===== Records to use =====
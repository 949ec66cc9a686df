//! Random playouts (game simulation to the end).
//!
//! A playout plays uniformly random legal moves, passing when forced, until
//! neither side can move, then scores the final board.

use crate::board::{Board, Player};
use crate::rules::{any_legal_move, legal_moves, score, successor};

/// Play random moves from `board` with `player` to move until the game ends.
///
/// Returns the final piece difference from `player`'s point of view:
/// positive means `player` won. This is the same number a recursive playout
/// would produce by negating the opponent's result at every ply.
pub fn random_playout(board: &Board, player: Player, rng: &mut fastrand::Rng) -> i32 {
    let mut board = *board;
    let mut to_move = player;

    loop {
        let moves = legal_moves(&board, to_move);
        if !moves.is_empty() {
            let mv = moves[rng.usize(..moves.len())];
            board = successor(&board, mv, to_move);
            to_move = to_move.opponent();
        } else if any_legal_move(&board, to_move.opponent()) {
            to_move = to_move.opponent();
        } else {
            return score(&board, player);
        }
    }
}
=====
* **Your objective**:
Could you give the data again, word for word?

* **Result for this exercise**:
repository 949ec66cc9a686df
//! Random playouts (game simulation to the end).
//!
//! A playout plays uniformly random legal moves, passing when forced, until
//! neither side can move, then scores the final board.

use crate::board::{Board, Player};
use crate::rules::{any_legal_move, legal_moves, score, successor};

/// Play random moves from `board` with `player` to move until the game ends.
///
/// Returns the final piece difference from `player`'s point of view:
/// positive means `player` won. This is the same number a recursive playout
/// would produce by negating the opponent's result at every ply.
pub fn random_playout(board: &Board, player: Player, rng: &mut fastrand::Rng) -> i32 {
    let mut board = *board;
    let mut to_move = player;

    loop {
        let moves = legal_moves(&board, to_move);
        if !moves.is_empty() {
            let mv = moves[rng.usize(..moves.len())];
            board = successor(&board, mv, to_move);
            to_move = to_move.opponent();
        } else if any_legal_move(&board, to_move.opponent()) {
            to_move = to_move.opponent();
        } else {
            return score(&board, player);
        }
    }
}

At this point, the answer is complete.